Knowing how the community depends on the festival, he thought about pairing it with the Winter Carnival. When new station owner Dave Combes heard the idea, "he grabbed it and ran," Eaton said.
"This is what our local radio stations are all about," Combes said. "We got all the right people together, and the idea took off like the wildfires of last summer."
The festival is truly a labor of love. Everybody pitched in and helped. The community of Cascade and The Payette River Mountains organization donated promotion funds they had been given by Idaho's Department of Travel and Tourism. Tate's Party Rents of Boise is donating chairs, outdoor heaters and a dance floor.
And without blinking, Bonnie and George Bertram, owners of the Pancake and Christmas House, donated their restaurant, beer and wine license, and cooking facilities for the two-day event. It will be business as usual until the Front Porch Jam kicks off each day's events. The restaurant closes at 2 p.m., the festival will start at 4 p.m.
It's likely a one-time fix to the mouth harp festival; the 2008 event is slated to take place back home in Yellow Pine - "as long as it doesn't burn down again," Combes said.
The Yellow Pine Harmonica Festival is organized and produced by community volunteers.
"We are so grateful to the communities around us for giving us this opportunity. This gives us a second chance to showcase our musicians and their talent," said Steve Holloway, chairman of the 2007 festival.

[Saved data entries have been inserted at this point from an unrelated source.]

use std::io;
use std::path::PathBuf;

use thiserror::Error;

pub type Result<T> = std::result::Result<T, Error>;

#[derive(Error, Debug)]
pub enum Error {
	#[error("unable to connect to instrument at {address}: {reason}")]
	Connection { address: String, reason: String },

	#[error("device port {port} unavailable: {source}")]
	DeviceUnavailable {
		port: String,
		#[source]
		source: serialport::Error,
	},

	#[error("instrument timed out during `{0}`")]
	Timeout(String),

	#[error("instrument error: {0}")]
	Instrument(String),

	#[error("instrument failed to arm: {0}")]
	InstrumentFailure(#[source] Box<Error>),

	#[error("short read from device: expected {expected} bytes, received {received}")]
	ShortRead { expected: usize, received: usize },

	#[error("trigger did not complete within the poll budget")]
	TriggerNotComplete,

	#[error("malformed waveform: {0}")]
	WaveformDecode(String),

	#[error("unable to create trace set {}: {source}", path.display())]
	StoreCreate {
		path: PathBuf,
		#[source]
		source: io::Error,
	},

	#[error("trace set write failed: {0}")]
	StoreWrite(#[source] io::Error),

	#[error("trace set read failed: {0}")]
	StoreRead(String),

	#[error("record does not match the trace set layout: {0}")]
	RecordMismatch(String),

	#[error("invalid configuration: {0}")]
	InvalidConfig(String),

	#[error("{0} session is closed")]
	SessionClosed(&'static str),

	#[error("interrupted after {completed} stored traces")]
	Interrupted { completed: u32 },

	#[error("acquisition aborted at trace {iteration}: {source}")]
	Aborted {
		iteration: u32,
		#[source]
		source: Box<Error>,
	},

	#[error("I/O error: {0}")]
	Io(#[from] io::Error),
}

impl Error {
	pub fn is_retriable(&self) -> bool {
		matches!(self, Error::TriggerNotComplete | Error::WaveformDecode(_))
	}

	// Maps an instrument transport error, keeping timeouts distinguishable
	pub(crate) fn from_instrument_io(context:&str, error:io::Error) -> Self {
		match error.kind() {
			io::ErrorKind::TimedOut | io::ErrorKind::WouldBlock => Error::Timeout(context.to_owned()),
			_ => Error::Instrument(format!("{}: {}", context, error)),
		}
	}

	pub(crate) fn invalid_config(msg:impl Into<String>) -> Self {
		Error::InvalidConfig(msg.into())
	}
}

#[cfg(test)]
mod tests {
	use super::*;

	#[test]
	fn only_races_and_decode_failures_are_retried() {
		assert!(Error::TriggerNotComplete.is_retriable());
		assert!(Error::WaveformDecode("short".into()).is_retriable());
		assert!(!Error::ShortRead { expected: 16, received: 3 }.is_retriable());
		assert!(!Error::Timeout("TRMD?".into()).is_retriable());
		assert!(!Error::InstrumentFailure(Box::new(Error::WaveformDecode("x".into()))).is_retriable());
	}

	#[test]
	fn timeouts_survive_the_mapping() {
		let e = Error::from_instrument_io("TRMD?", io::Error::new(io::ErrorKind::TimedOut, "slow"));
		assert!(matches!(e, Error::Timeout(ref cmd) if cmd == "TRMD?"));
		let e = Error::from_instrument_io("TRMD?", io::Error::new(io::ErrorKind::Other, "boom"));
		assert!(matches!(e, Error::Instrument(_)));
	}
}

He owns the general store and a small hotel in Yellow Pine, and was hit hard by the fires.
Combes said moving the festival to McCall is a perfect solution.
"It's not subject to the weather," he said. "There probably won't be a fire in February that closes the road to the Pancake and Christmas House. We're looking forward to Yellow Pine's harmonicas blowing the doors off the 2008 Winter Carnival."